* **BRIEF**
Please return the lines of the data below, word for word, from the first line through the line containing "pub struct Config".

* **PROVIDED DATA**

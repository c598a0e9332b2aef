//! Client for the printer's local HTTP API (`http://<addr>/v1/`).

pub use self::api::*;
pub use self::client::Client;
pub use self::client_builder::ClientBuilder;
pub use self::signature::{signature, timestamp_millis};
pub use self::transport::{HttpTransport, Transport};

mod api;
mod client;
mod client_builder;
mod signature;
mod status;
mod transport;

#[derive(Debug, Clone, Default, serde::Deserialize)]
pub struct Config {
    pub password: Option<String>,
    /// Request timeout in seconds. Unset leaves the HTTP client's default.
    pub timeout: Option<u64>,
}
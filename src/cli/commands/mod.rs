//! Command implementations.
//!
//! Commands are synchronous entry points; the ones that talk to the API
//! build a tokio runtime and block on the export pipeline.

pub mod all;
pub mod completions;
pub mod metadata;
pub mod tickets;
pub mod version;

use std::fmt::Display;
use std::path::PathBuf;

use serde::Serialize;
use tracing::debug;

use crate::config::{load_config, resolve_config_path};
use crate::error::{Error, Result};
use crate::export::ExportContext;

/// Load the config and build the run context.
///
/// Runs before any network activity so configuration problems abort
/// the command up front.
pub(crate) fn load_context(config_path: Option<&PathBuf>) -> Result<ExportContext> {
    let path = resolve_config_path(config_path.map(PathBuf::as_path))?;
    debug!(path = %path.display(), "Loading config");
    let config = load_config(&path)?;
    ExportContext::from_config(&config)
}

pub(crate) fn runtime() -> Result<tokio::runtime::Runtime> {
    tokio::runtime::Runtime::new()
        .map_err(|e| Error::Other(format!("Failed to create tokio runtime: {e}")))
}

/// Print a stage result as its summary line or as one JSON object.
pub(crate) fn print_result<T: Display + Serialize>(result: &T, json: bool) -> Result<()> {
    if json {
        println!("{}", serde_json::to_string(result)?);
    } else {
        println!("{result}");
    }
    Ok(())
}
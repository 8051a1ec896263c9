//! Ticket anchor and reply schemas.
//!
//! Only the fields the pipeline reads are modelled. Everything else in
//! the remote payload is carried through untouched because the files on
//! disk are the raw documents, not re-serialized structs.

use std::fs;
use std::path::Path;

use chrono::{DateTime, Utc};
use serde::Deserialize;

use crate::error::{Error, Result};

/// The persisted `ticket.json` for one remote ticket.
#[derive(Debug, Clone, Deserialize)]
pub struct TicketAnchor {
    /// Remote ticket id, stable for the ticket's lifetime.
    pub id: u64,

    pub created_at: DateTime<Utc>,

    /// Last activity as of the listing that wrote this anchor.
    /// `None` means the ticket is treated as active now.
    #[serde(default)]
    pub last_activity_at: Option<DateTime<Utc>>,

    #[serde(default)]
    pub content: Content,
}

/// The `content` object shared by tickets and replies.
#[derive(Debug, Clone, Default, Deserialize)]
pub struct Content {
    #[serde(default)]
    pub attachments: Vec<Attachment>,
}

/// One downloadable attachment.
#[derive(Debug, Clone, Deserialize)]
pub struct Attachment {
    pub filename: String,
    pub url: AttachmentUrl,
}

#[derive(Debug, Clone, Deserialize)]
pub struct AttachmentUrl {
    /// Download locator for the original file (needs the auth token).
    pub original: String,
}

/// One entry of `replies.json`.
#[derive(Debug, Clone, Deserialize)]
pub struct Reply {
    #[serde(default)]
    pub content: Option<Content>,
}

impl Reply {
    /// Attachments on this reply; replies without content have none.
    #[must_use]
    pub fn attachments(&self) -> &[Attachment] {
        self.content
            .as_ref()
            .map_or(&[], |c| c.attachments.as_slice())
    }
}

impl TicketAnchor {
    /// Validate a ticket document as returned by the listing endpoint.
    ///
    /// # Errors
    ///
    /// Returns `Error::Json` if required fields are missing or mistyped.
    pub fn from_value(value: &serde_json::Value) -> Result<Self> {
        Ok(Self::deserialize(value)?)
    }

    /// Load and validate a persisted anchor.
    ///
    /// # Errors
    ///
    /// Returns `Error::Io` if the file cannot be read and
    /// `Error::InvalidTicket` if it does not have the expected shape.
    pub fn load(path: &Path) -> Result<Self> {
        let content = fs::read_to_string(path)?;
        serde_json::from_str(&content).map_err(|e| Error::InvalidTicket {
            path: path.to_path_buf(),
            message: e.to_string(),
        })
    }
}

/// Load the replies stored next to an anchor.
///
/// # Errors
///
/// Returns `Error::InvalidTicket` if the file is not a list of replies.
pub fn load_replies(path: &Path) -> Result<Vec<Reply>> {
    let content = fs::read_to_string(path)?;
    serde_json::from_str(&content).map_err(|e| Error::InvalidTicket {
        path: path.to_path_buf(),
        message: format!("malformed replies: {e}"),
    })
}
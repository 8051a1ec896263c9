//! Idempotent artifact writes.
//!
//! Every artifact follows the same rule: fetch only when forced or when
//! the target does not exist yet, then replace the target atomically
//! (temp file, fsync, rename). A run killed mid-write leaves either the
//! previous file or no file, never a truncated one that later runs would
//! mistake for a finished download.

use std::collections::HashSet;
use std::fs;
use std::io::Write;
use std::path::Path;

use serde::Serialize;
use tempfile::NamedTempFile;

use crate::error::Result;

/// Whether an artifact at `target` must be (re)fetched.
#[must_use]
pub fn should_fetch(target: &Path, force: bool) -> bool {
    force || !target.exists()
}

/// Write bytes to a file atomically.
///
/// 1. Writes content to a uniquely named hidden temp file in the target
///    directory, so it never shares a name with a sibling artifact
/// 2. Calls `fsync` so the data is on disk
/// 3. Renames the temp file over the target
///
/// # Errors
///
/// Returns an error if any file operation fails. The target is left
/// untouched in that case and the temp file is removed.
pub fn atomic_write(path: &Path, content: &[u8]) -> Result<()> {
    let parent = path
        .parent()
        .filter(|p| !p.as_os_str().is_empty())
        .unwrap_or_else(|| Path::new("."));
    fs::create_dir_all(parent)?;

    let mut temp = NamedTempFile::new_in(parent)?;
    temp.write_all(content)?;
    temp.flush()?;
    temp.as_file().sync_all()?;
    temp.persist(path).map_err(|e| e.error)?;

    Ok(())
}

/// Serialize `value` and write it atomically as one JSON document.
///
/// # Errors
///
/// Returns an error if serialization or the write fails.
pub fn write_json<T: Serialize + ?Sized>(path: &Path, value: &T) -> Result<()> {
    let content = serde_json::to_vec(value)?;
    atomic_write(path, &content)
}

/// File names for a list of attachments stored in one directory.
///
/// Remote names are reduced to their last path component so nothing is
/// written outside the directory. Repeated names get a positional suffix
/// (`a.png`, `a (1).png`, ...) that skips any name already taken or
/// used verbatim elsewhere in the list. The result depends only on the
/// input order, so the same ticket maps to the same files on every run.
#[must_use]
pub fn attachment_file_names<'a, I>(names: I) -> Vec<String>
where
    I: IntoIterator<Item = &'a str>,
{
    let bases: Vec<String> = names
        .into_iter()
        .enumerate()
        .map(|(index, raw)| sanitize_file_name(raw, index))
        .collect();
    let verbatim: HashSet<&str> = bases.iter().map(String::as_str).collect();
    let mut taken: HashSet<String> = HashSet::with_capacity(bases.len());

    bases
        .iter()
        .map(|base| {
            let name = if taken.contains(base) {
                (1..)
                    .map(|n| with_suffix(base, n))
                    .find(|candidate| {
                        !taken.contains(candidate) && !verbatim.contains(candidate.as_str())
                    })
                    .unwrap_or_else(|| base.clone())
            } else {
                base.clone()
            };
            taken.insert(name.clone());
            name
        })
        .collect()
}

fn sanitize_file_name(raw: &str, index: usize) -> String {
    // Remote names may use either separator.
    let last = raw.rsplit(['/', '\\']).next().unwrap_or("").trim();
    if last.is_empty() || last == "." || last == ".." {
        format!("attachment-{index}")
    } else {
        last.to_string()
    }
}

fn with_suffix(name: &str, n: usize) -> String {
    match name.rfind('.') {
        Some(dot) if dot > 0 => format!("{} ({n}){}", &name[..dot], &name[dot..]),
        _ => format!("{name} ({n})"),
    }
}
//! End-to-end runs of the export stages against a mock helpdesk API.

use std::fs;
use std::path::Path;
use std::sync::Arc;

use hdx::client::ApiClient;
use hdx::config::Config;
use hdx::export::layout::{discover_anchors, ticket_dir};
use hdx::export::{
    ArtifactKind, ExportContext, RunOptions, export_attachments, export_children, export_tickets,
};
use serde_json::{Value, json};
use tempfile::TempDir;
use wiremock::matchers::{any, method, path, query_param};
use wiremock::{Mock, MockServer, ResponseTemplate};

fn context(server: &MockServer, root: &Path, workers: usize) -> ExportContext {
    let config = Config {
        url: server.uri(),
        token: "secret".into(),
        export_folder: root.to_path_buf(),
        per_page: 100,
        download_threads: workers,
        timeout: 5,
    };
    ExportContext::from_config(&config).unwrap()
}

fn ticket(id: u64, last_activity_at: &str) -> Value {
    json!({
        "id": id,
        "created_at": "2018-06-01T12:00:00Z",
        "last_activity_at": last_activity_at,
        "subject": format!("Ticket {id}"),
        "content": { "text": "hello", "attachments": [] }
    })
}

fn write_anchor(root: &Path, ticket: &Value) {
    let id = ticket["id"].as_u64().unwrap();
    let dir = ticket_dir(root, id);
    fs::create_dir_all(&dir).unwrap();
    fs::write(dir.join("ticket.json"), ticket.to_string()).unwrap();
}

#[tokio::test]
async fn test_tickets_pages_until_server_reports_last() {
    let server = MockServer::start().await;
    let temp_dir = TempDir::new().unwrap();

    let first: Vec<Value> = (1..=100).map(|id| ticket(id, "2020-05-01T00:00:00Z")).collect();
    let second: Vec<Value> = (101..=137).map(|id| ticket(id, "2020-05-01T00:00:00Z")).collect();

    Mock::given(method("GET"))
        .and(path("/tickets"))
        .and(query_param("page", "1"))
        .respond_with(ResponseTemplate::new(200).set_body_json(json!({
            "current_page": 1, "total_pages": 2, "tickets": first
        })))
        .expect(1)
        .mount(&server)
        .await;
    Mock::given(method("GET"))
        .and(path("/tickets"))
        .and(query_param("page", "2"))
        .respond_with(ResponseTemplate::new(200).set_body_json(json!({
            "current_page": 2, "total_pages": 2, "tickets": second
        })))
        .expect(1)
        .mount(&server)
        .await;
    Mock::given(method("GET"))
        .and(path("/tickets"))
        .and(query_param("page", "3"))
        .respond_with(ResponseTemplate::new(500))
        .expect(0)
        .mount(&server)
        .await;

    let ctx = context(&server, temp_dir.path(), 4);
    let summary = export_tickets(&ctx, None).await.unwrap();

    assert_eq!(summary.written, 137);
    assert_eq!(summary.pages, 2);
    assert_eq!(summary.failed_pages, 0);
    assert_eq!(discover_anchors(temp_dir.path()).unwrap().len(), 137);
    assert!(ticket_dir(temp_dir.path(), 137).join("ticket.json").exists());
}

#[tokio::test]
async fn test_first_page_failure_aborts_tickets() {
    let server = MockServer::start().await;
    let temp_dir = TempDir::new().unwrap();

    Mock::given(method("GET"))
        .and(path("/tickets"))
        .respond_with(ResponseTemplate::new(401).set_body_string("invalid token"))
        .mount(&server)
        .await;

    let ctx = context(&server, temp_dir.path(), 2);
    assert!(export_tickets(&ctx, None).await.is_err());
}

#[tokio::test]
async fn test_stale_ticket_makes_no_request() {
    let server = MockServer::start().await;
    let temp_dir = TempDir::new().unwrap();
    write_anchor(temp_dir.path(), &ticket(42, "2019-01-01T00:00:00Z"));

    Mock::given(any())
        .respond_with(ResponseTemplate::new(200).set_body_json(json!({ "replies": [] })))
        .expect(0)
        .mount(&server)
        .await;

    let ctx = Arc::new(context(&server, temp_dir.path(), 2));
    let cutoff = "2020-01-01T00:00:00Z".parse().unwrap();
    let summary = export_children(ctx, ArtifactKind::Replies, RunOptions::new(Some(cutoff), true))
        .await
        .unwrap();

    assert_eq!(summary.stale, 1);
    assert_eq!(summary.written, 0);
    assert!(!ticket_dir(temp_dir.path(), 42).join("replies.json").exists());
}

#[tokio::test]
async fn test_children_rerun_skips_unless_forced() {
    let server = MockServer::start().await;
    let temp_dir = TempDir::new().unwrap();
    for id in [1, 2, 3] {
        write_anchor(temp_dir.path(), &ticket(id, "2020-05-01T00:00:00Z"));
        Mock::given(method("GET"))
            .and(path(format!("/tickets/{id}/comments")))
            .respond_with(ResponseTemplate::new(200).set_body_json(json!({
                "comments": [{ "id": id * 10, "body": "internal note" }]
            })))
            .expect(2)
            .mount(&server)
            .await;
    }

    let ctx = Arc::new(context(&server, temp_dir.path(), 2));

    let first = export_children(Arc::clone(&ctx), ArtifactKind::Comments, RunOptions::default())
        .await
        .unwrap();
    assert_eq!(first.written, 3);

    let again = export_children(Arc::clone(&ctx), ArtifactKind::Comments, RunOptions::default())
        .await
        .unwrap();
    assert_eq!(again.written, 0);
    assert_eq!(again.skipped, 3);

    let forced = export_children(ctx, ArtifactKind::Comments, RunOptions::new(None, true))
        .await
        .unwrap();
    assert_eq!(forced.written, 3);

    let stored: Value = serde_json::from_str(
        &fs::read_to_string(ticket_dir(temp_dir.path(), 2).join("comments.json")).unwrap(),
    )
    .unwrap();
    assert_eq!(stored, json!([{ "id": 20, "body": "internal note" }]));
}

#[tokio::test]
async fn test_malformed_anchor_does_not_stop_batch() {
    let server = MockServer::start().await;
    let temp_dir = TempDir::new().unwrap();
    write_anchor(temp_dir.path(), &ticket(7, "2020-05-01T00:00:00Z"));

    let broken = ticket_dir(temp_dir.path(), 8);
    fs::create_dir_all(&broken).unwrap();
    fs::write(broken.join("ticket.json"), "{ not json").unwrap();

    Mock::given(method("GET"))
        .and(path("/tickets/7/replies"))
        .respond_with(ResponseTemplate::new(200).set_body_json(json!({ "replies": [] })))
        .expect(1)
        .mount(&server)
        .await;

    let ctx = Arc::new(context(&server, temp_dir.path(), 3));
    let summary = export_children(ctx, ArtifactKind::Replies, RunOptions::default())
        .await
        .unwrap();

    assert_eq!(summary.written, 1);
    assert_eq!(summary.failed, 1);
    assert!(ticket_dir(temp_dir.path(), 7).join("replies.json").exists());
}

fn ticket_with_attachment(server: &MockServer, id: u64) -> Value {
    let mut value = ticket(id, "2020-05-01T00:00:00Z");
    value["content"]["attachments"] = json!([{
        "filename": "a.png",
        "url": { "original": format!("{}/files/a.png", server.uri()) }
    }]);
    value
}

#[tokio::test]
async fn test_existing_attachment_is_skipped() {
    let server = MockServer::start().await;
    let temp_dir = TempDir::new().unwrap();
    write_anchor(temp_dir.path(), &ticket_with_attachment(&server, 5));

    let target = ticket_dir(temp_dir.path(), 5).join("attachments").join("a.png");
    fs::create_dir_all(target.parent().unwrap()).unwrap();
    fs::write(&target, b"old").unwrap();

    Mock::given(any())
        .respond_with(ResponseTemplate::new(200).set_body_bytes(b"new".to_vec()))
        .expect(0)
        .mount(&server)
        .await;

    let ctx = Arc::new(context(&server, temp_dir.path(), 2));
    let summary = export_attachments(ctx, RunOptions::default()).await.unwrap();

    assert_eq!(summary.skipped, 1);
    assert_eq!(summary.written, 0);
    assert_eq!(fs::read(&target).unwrap(), b"old");
}

#[tokio::test]
async fn test_forced_attachment_is_overwritten() {
    let server = MockServer::start().await;
    let temp_dir = TempDir::new().unwrap();
    write_anchor(temp_dir.path(), &ticket_with_attachment(&server, 5));

    let target = ticket_dir(temp_dir.path(), 5).join("attachments").join("a.png");
    fs::create_dir_all(target.parent().unwrap()).unwrap();
    fs::write(&target, b"old").unwrap();

    Mock::given(method("GET"))
        .and(path("/files/a.png"))
        .and(query_param("auth_token", "secret"))
        .respond_with(ResponseTemplate::new(200).set_body_bytes(b"new".to_vec()))
        .expect(1)
        .mount(&server)
        .await;

    let ctx = Arc::new(context(&server, temp_dir.path(), 2));
    let summary = export_attachments(ctx, RunOptions::new(None, true))
        .await
        .unwrap();

    assert_eq!(summary.written, 1);
    assert_eq!(fs::read(&target).unwrap(), b"new");
}

#[tokio::test]
async fn test_reply_attachments_use_their_own_directory() {
    let server = MockServer::start().await;
    let temp_dir = TempDir::new().unwrap();
    write_anchor(temp_dir.path(), &ticket(9, "2020-05-01T00:00:00Z"));

    let replies = json!([
        { "id": 1, "content": { "attachments": [
            { "filename": "log.txt", "url": { "original": format!("{}/files/log.txt", server.uri()) } }
        ] } },
        { "id": 2, "content": null }
    ]);
    fs::write(
        ticket_dir(temp_dir.path(), 9).join("replies.json"),
        replies.to_string(),
    )
    .unwrap();

    Mock::given(method("GET"))
        .and(path("/files/log.txt"))
        .respond_with(ResponseTemplate::new(200).set_body_bytes(b"line".to_vec()))
        .expect(1)
        .mount(&server)
        .await;

    let ctx = Arc::new(context(&server, temp_dir.path(), 2));
    let summary = export_attachments(ctx, RunOptions::default()).await.unwrap();

    assert_eq!(summary.written, 1);
    let stored = ticket_dir(temp_dir.path(), 9)
        .join("attachments_replies")
        .join("log.txt");
    assert_eq!(fs::read(stored).unwrap(), b"line");
}

#[tokio::test]
async fn test_failed_download_is_not_saved() {
    let server = MockServer::start().await;
    let temp_dir = TempDir::new().unwrap();
    write_anchor(temp_dir.path(), &ticket_with_attachment(&server, 11));

    Mock::given(method("GET"))
        .and(path("/files/a.png"))
        .respond_with(ResponseTemplate::new(404).set_body_string("missing"))
        .mount(&server)
        .await;

    let ctx = Arc::new(context(&server, temp_dir.path(), 2));
    let summary = export_attachments(ctx, RunOptions::default()).await.unwrap();

    assert_eq!(summary.failed, 1);
    assert!(
        !ticket_dir(temp_dir.path(), 11)
            .join("attachments")
            .join("a.png")
            .exists()
    );
}

#[tokio::test]
async fn test_stale_ticket_skips_comments_and_attachments() {
    let server = MockServer::start().await;
    let temp_dir = TempDir::new().unwrap();
    let mut stale = ticket_with_attachment(&server, 42);
    stale["last_activity_at"] = json!("2019-01-01T00:00:00Z");
    write_anchor(temp_dir.path(), &stale);

    Mock::given(any())
        .respond_with(ResponseTemplate::new(200).set_body_json(json!({ "comments": [] })))
        .expect(0)
        .mount(&server)
        .await;

    let ctx = Arc::new(context(&server, temp_dir.path(), 2));
    let cutoff = "2020-01-01T00:00:00Z".parse().unwrap();
    let options = RunOptions::new(Some(cutoff), false);

    let comments = export_children(Arc::clone(&ctx), ArtifactKind::Comments, options)
        .await
        .unwrap();
    assert_eq!(comments.stale, 1);
    assert_eq!(comments.written, 0);

    let attachments = export_attachments(ctx, options).await.unwrap();
    assert_eq!(attachments.stale_tickets, 1);
    assert_eq!(attachments.written, 0);
    assert_eq!(attachments.skipped, 0);

    let dir = ticket_dir(temp_dir.path(), 42);
    assert!(!dir.join("comments.json").exists());
    assert!(!dir.join("attachments").exists());
}

#[tokio::test]
async fn test_failed_replies_leave_comments_written() {
    let server = MockServer::start().await;
    let temp_dir = TempDir::new().unwrap();
    write_anchor(temp_dir.path(), &ticket(13, "2020-05-01T00:00:00Z"));

    Mock::given(method("GET"))
        .and(path("/tickets/13/replies"))
        .respond_with(ResponseTemplate::new(500).set_body_string("boom"))
        .expect(1)
        .mount(&server)
        .await;
    Mock::given(method("GET"))
        .and(path("/tickets/13/comments"))
        .respond_with(ResponseTemplate::new(200).set_body_json(json!({
            "comments": [{ "id": 1 }]
        })))
        .expect(1)
        .mount(&server)
        .await;

    let ctx = Arc::new(context(&server, temp_dir.path(), 2));

    let replies = export_children(Arc::clone(&ctx), ArtifactKind::Replies, RunOptions::default())
        .await
        .unwrap();
    assert_eq!(replies.failed, 1);
    assert_eq!(replies.written, 0);

    let comments = export_children(ctx, ArtifactKind::Comments, RunOptions::default())
        .await
        .unwrap();
    assert_eq!(comments.written, 1);

    let dir = ticket_dir(temp_dir.path(), 13);
    assert!(!dir.join("replies.json").exists());
    assert!(dir.join("comments.json").exists());
}

#[tokio::test]
async fn test_attachment_rerun_is_all_skipped_with_tmp_named_files() {
    let server = MockServer::start().await;
    let temp_dir = TempDir::new().unwrap();

    let mut value = ticket(21, "2020-05-01T00:00:00Z");
    value["content"]["attachments"] = json!([
        { "filename": "report.tmp", "url": { "original": format!("{}/files/1", server.uri()) } },
        { "filename": "report", "url": { "original": format!("{}/files/2", server.uri()) } },
        { "filename": "a.png", "url": { "original": format!("{}/files/3", server.uri()) } },
        { "filename": "a.png", "url": { "original": format!("{}/files/4", server.uri()) } },
        { "filename": "a (1).png", "url": { "original": format!("{}/files/5", server.uri()) } }
    ]);
    write_anchor(temp_dir.path(), &value);

    for n in 1..=5 {
        Mock::given(method("GET"))
            .and(path(format!("/files/{n}")))
            .respond_with(ResponseTemplate::new(200).set_body_bytes(format!("body {n}").into_bytes()))
            .expect(1)
            .mount(&server)
            .await;
    }

    let ctx = Arc::new(context(&server, temp_dir.path(), 2));

    let first = export_attachments(Arc::clone(&ctx), RunOptions::default())
        .await
        .unwrap();
    assert_eq!(first.written, 5);

    let dir = ticket_dir(temp_dir.path(), 21).join("attachments");
    let mut stored: Vec<String> = fs::read_dir(&dir)
        .unwrap()
        .map(|e| e.unwrap().file_name().to_string_lossy().into_owned())
        .collect();
    stored.sort();
    assert_eq!(
        stored,
        vec!["a (1).png", "a (2).png", "a.png", "report", "report.tmp"]
    );
    assert_eq!(fs::read(dir.join("report.tmp")).unwrap(), b"body 1");
    assert_eq!(fs::read(dir.join("a (1).png")).unwrap(), b"body 5");

    let second = export_attachments(ctx, RunOptions::default()).await.unwrap();
    assert_eq!(second.written, 0);
    assert_eq!(second.skipped, 5);
}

* **EXERCISE OUTPUT**
repository c598a0e9332b2aef
//! Client for the printer's local HTTP API (`http://<addr>/v1/`).

pub use self::api::*;
pub use self::client::Client;
pub use self::client_builder::ClientBuilder;
pub use self::signature::{signature, timestamp_millis};
pub use self::transport::{HttpTransport, Transport};

mod api;
mod client;
mod client_builder;
mod signature;
mod status;
mod transport;

#[derive(Debug, Clone, Default, serde::Deserialize)]
pub struct Config {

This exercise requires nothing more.